Mediation and Pending Settlement

This court requested the Hon. Kevin R. Huennekens mediate the matters. The mediation was successful. The 2012 Special Litigation Committee on behalf of FOA reached an agreement with Gordon Properties which was approved by the Board of Directors by a 6 to 0 vote, with one abstention. A motion to approve the settlement was filed with the court on January 28, 2012. Approval of the proposed settlement is scheduled for a hearing on March 21, 2013.
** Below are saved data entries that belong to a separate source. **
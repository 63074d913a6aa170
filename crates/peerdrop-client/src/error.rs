use thiserror::Error;

use peerdrop_shared::{FrameError, ProtocolError};

#[derive(Debug, Error)]
pub enum SignalingError {
    #[error("Signaling channel closed")]
    Closed,

    #[error("Connection failed: {0}")]
    Connect(String),

    #[error("Invalid room code: {0:?}")]
    InvalidRoomCode(String),

    #[error(transparent)]
    Protocol(#[from] ProtocolError),
}

#[derive(Debug, Error)]
pub enum RtcError {
    #[error("WebRTC error: {0}")]
    Backend(String),

    #[error("No connectivity session for peer {0}")]
    NoSession(String),

    #[error("Unsupported description type: {0}")]
    DescriptionType(String),

    #[error("Data channel closed")]
    ChannelClosed,

    #[error(transparent)]
    Protocol(#[from] ProtocolError),

    #[error(transparent)]
    Signaling(#[from] SignalingError),
}

#[derive(Debug, Error)]
pub enum SinkError {
    #[error("I/O error: {0}")]
    Io(#[from] std::io::Error),
}

#[derive(Debug, Error)]
pub enum TransferError {
    #[error("A transfer with peer {0} is already in progress")]
    Busy(String),

    #[error("Unknown transfer: {0}")]
    UnknownTransfer(String),

    #[error("Transfer {0} was already accepted or rejected")]
    AlreadyResolved(String),

    #[error("No files to send")]
    NoFiles,

    #[error("Too many files: {0}")]
    TooManyFiles(usize),

    #[error("Transfer cancelled")]
    Cancelled,

    #[error("Data channel closed")]
    ChannelClosed,

    #[error("Size mismatch for {name}: expected {expected} bytes, got {actual}")]
    SizeMismatch {
        name: String,
        expected: u64,
        actual: u64,
    },

    #[error("Unexpected frame: {0}")]
    UnexpectedFrame(String),

    #[error("Invalid relay chunk data: {0}")]
    Base64(#[from] base64::DecodeError),

    #[error(transparent)]
    Frame(#[from] FrameError),

    #[error(transparent)]
    Protocol(#[from] ProtocolError),

    #[error(transparent)]
    Signaling(#[from] SignalingError),

    #[error(transparent)]
    Rtc(#[from] RtcError),

    #[error("Could not read file: {0}")]
    Read(#[from] std::io::Error),

    #[error("Output sink failed: {0}")]
    Sink(#[from] SinkError),
}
Relief Requested in the Complaint

Count I seeks declaratory relief. There are eight specific forms of relief requested. The first seeks to declare that the election of the three Gordon Properties-affiliated members of the Board was invalid.15 This very matter was litigated in this court. The three Gordon Properties-affiliated directors were elected at the 2011 annual meeting which was held under the supervision of this court and in which various election contests were resolved. Ms. Sar-vadi of LeClair Ryan principally handled the litigation in court, however, Reed Smith was general counsel to FOA and assisted her in the case.16 The central issue in that case was whether enforcement of the bylaws provision prohibiting delinquent unit owners from voting violated the automatic stay. This issue was litigated in both the first injunction action in which Reed Smith represented FOA as trial counsel and again in the second injunction suit in which LeClair Ryan was principal trial counsel.17 Another issue involved in the election was the number of *713seats on the Board of Directors related entities and individuals could hold. This involved a resolution was passed by the Board of Directors on March 26, 2009 limiting the number to one seat. Reed Smith advised the Board on this matter and wrote the resolution.18 Complaint at ¶¶ 38-45. The second injunction suit found FOA to have violated the automatic stay because it cancelled the 2010 annual meeting. The Board cancelled the annual meeting on the advice of Reed Smith.
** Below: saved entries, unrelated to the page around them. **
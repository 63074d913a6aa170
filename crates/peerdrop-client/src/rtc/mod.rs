//! Peer-to-peer connectivity sessions.
//!
//! [`RtcManager`] negotiates one session per remote peer over the signaling
//! channel (offer, answer, trickled candidates) and surfaces the resulting
//! data channel. The WebRTC stack itself sits behind [`PeerConnectionFactory`]
//! so negotiation can run against an in-memory backend in tests.
//!
//! Backend callbacks arrive as [`BackendEvent`]s tagged with the session
//! generation that produced them; events from a replaced session are dropped.

#[cfg(test)]
pub mod mock;
pub mod webrtc_backend;

use std::collections::HashMap;
use std::sync::{Arc, OnceLock};

use async_trait::async_trait;
use bytes::Bytes;
use tokio::sync::{mpsc, Mutex};
use tokio::task::AbortHandle;
use tracing::{debug, info, warn};

use peerdrop_shared::constants::DATA_CHANNEL_LABEL;
use peerdrop_shared::protocol::{IceCandidatePayload, SdpPayload};
use peerdrop_shared::{Envelope, MessageType};

use crate::error::RtcError;
use crate::events::EventBus;
use crate::signaling::{SignalEvent, SignalingChannel};

pub use webrtc_backend::WebRtcFactory;

/// Ordered, reliable message channel to one peer.
#[async_trait]
pub trait DataChannel: Send + Sync {
    async fn send(&self, data: Bytes) -> Result<(), RtcError>;

    /// Bytes queued locally but not yet handed to the network
    async fn buffered_amount(&self) -> usize;

    fn is_open(&self) -> bool;

    async fn close(&self);
}

/// One negotiated connection. Offer/answer creation also applies the
/// result as the local description.
#[async_trait]
pub trait PeerConnection: Send + Sync {
    async fn create_data_channel(&self, label: &str) -> Result<(), RtcError>;
    async fn create_offer(&self) -> Result<SdpPayload, RtcError>;
    async fn create_answer(&self) -> Result<SdpPayload, RtcError>;
    async fn set_remote_description(&self, sdp: SdpPayload) -> Result<(), RtcError>;
    async fn add_ice_candidate(&self, candidate: IceCandidatePayload) -> Result<(), RtcError>;
    async fn close(&self);
}

#[async_trait]
pub trait PeerConnectionFactory: Send + Sync {
    /// Create a connection to `peer`. Everything the backend observes
    /// afterwards is reported on `events`, tagged with `generation`.
    async fn create(
        &self,
        peer: &str,
        generation: u64,
        events: BackendSink,
    ) -> Result<Arc<dyn PeerConnection>, RtcError>;
}

#[derive(Clone)]
pub enum ConnectionEvent {
    LocalCandidate(IceCandidatePayload),
    Connected,
    Failed,
    ChannelOpen(Arc<dyn DataChannel>),
    Message(Bytes),
    ChannelClosed,
}

pub struct BackendEvent {
    pub peer: String,
    pub generation: u64,
    pub event: ConnectionEvent,
}

pub type BackendSink = mpsc::UnboundedSender<BackendEvent>;

/// What the rest of the agent sees.
#[derive(Debug, Clone)]
pub enum RtcEvent {
    ChannelOpen { peer: String },
    ChannelClosed { peer: String },
    ConnectionFailed { peer: String },
    Message { peer: String, data: Bytes },
}

#[derive(Debug, Clone, Copy, PartialEq, Eq)]
pub enum Role {
    Caller,
    Callee,
}

#[derive(Debug, Clone, Copy, PartialEq, Eq)]
pub enum Negotiation {
    New,
    OfferSent,
    OfferReceived,
    AnswerSent,
    AnswerReceived,
}

struct PeerSession {
    generation: u64,
    role: Role,
    negotiation: Negotiation,
    remote_applied: bool,
    pc: Arc<dyn PeerConnection>,
    channel: Option<Arc<dyn DataChannel>>,
}

#[derive(Default)]
struct State {
    sessions: HashMap<String, PeerSession>,
    /// Remote candidates that arrived before a remote description was applied
    pending_candidates: HashMap<String, Vec<IceCandidatePayload>>,
    next_generation: u64,
}

struct Inner {
    factory: Arc<dyn PeerConnectionFactory>,
    signaling: SignalingChannel,
    state: Mutex<State>,
    events: EventBus<RtcEvent>,
    backend_tx: BackendSink,
    task: OnceLock<AbortHandle>,
}

#[derive(Clone)]
pub struct RtcManager {
    inner: Arc<Inner>,
}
Reed Smith stated at the hearing on the disqualification motion that it would withdraw this prayer for relief.19 To date, no pleading seeking to accomplish this has been filed. Notwithstanding the proffered withdrawal of the relief requested, nothing else in the complaint would change. The allegations would not change. The genesis of the disputes would not change. While the relief requested may a factor in determining whether the matters are substantially related, the relief requested flows from the facts of the case. Merely changing the relief requested does not change the nature of the matters.
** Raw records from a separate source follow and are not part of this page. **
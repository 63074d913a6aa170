use std::sync::Mutex;

use tokio::sync::mpsc;

/// In-process fan-out of typed events.
///
/// Each subscriber gets its own unbounded queue. A subscriber only sees
/// events published after it subscribed; dropped receivers are pruned on
/// the next publish.
pub struct EventBus<T> {
    subscribers: Mutex<Vec<mpsc::UnboundedSender<T>>>,
}

impl<T: Clone> EventBus<T> {
    pub fn new() -> Self {
        Self {
            subscribers: Mutex::new(Vec::new()),
        }
    }

    pub fn subscribe(&self) -> mpsc::UnboundedReceiver<T> {
        let (tx, rx) = mpsc::unbounded_channel();
        if let Ok(mut subs) = self.subscribers.lock() {
            subs.push(tx);
        }
        rx
    }

    pub fn publish(&self, event: T) {
        if let Ok(mut subs) = self.subscribers.lock() {
            subs.retain(|tx| tx.send(event.clone()).is_ok());
        }
    }
}

impl<T: Clone> Default for EventBus<T> {
    fn default() -> Self {
        Self::new()
    }
}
Three prayers for relief challenge the composition and authority of the Special Litigation Committee. The complaint seeks to invalidate the change in the membership of the Committee. The Committee hired John Donelan who was not previously involved in any of the matters and, with his assistance, negotiated the settlement now before the court. The effect of the relief requested would be to invalidate the Committee’s efforts and scuttle the settlement agreement.

The last three prayers for relief relate to the three Gordon Properties-affiliated directors. The complaint seeks to invalidate actions that they participated in and to prohibit them from voting on matters affecting Gordon Properties or CSI. The effect of this relief would be to hinder and perhaps prevent the proposed settlement from being approved by the court.

Count II seeks damages from the three Gordon Properties-affiliated directors for alleged breaches of their fiduciary duties.

Relationship Between the Prior and Pending Representation

This case is substantially related to the prior cases in which Reed Smith represented FOA against Gordon Properties and its representation of FOA as general condominium counsel. The facts underlying the representations are substantially the same. While it is true that some of the allegations arose after Reed Smith was terminated by FOA, they are inextricably intertwined with the facts that arose and existed during Reed Smith’s prior representation. The parties are essentially the same. At least four of the eleven unit owners who are the present plaintiffs were previously on the Board of Directors when Reed Smith represented FOA. Some of the prayers for relief overlap the relief sought in prior representation. Others would *714frustrate FOA’s attempt to resolve the two underlying disputes.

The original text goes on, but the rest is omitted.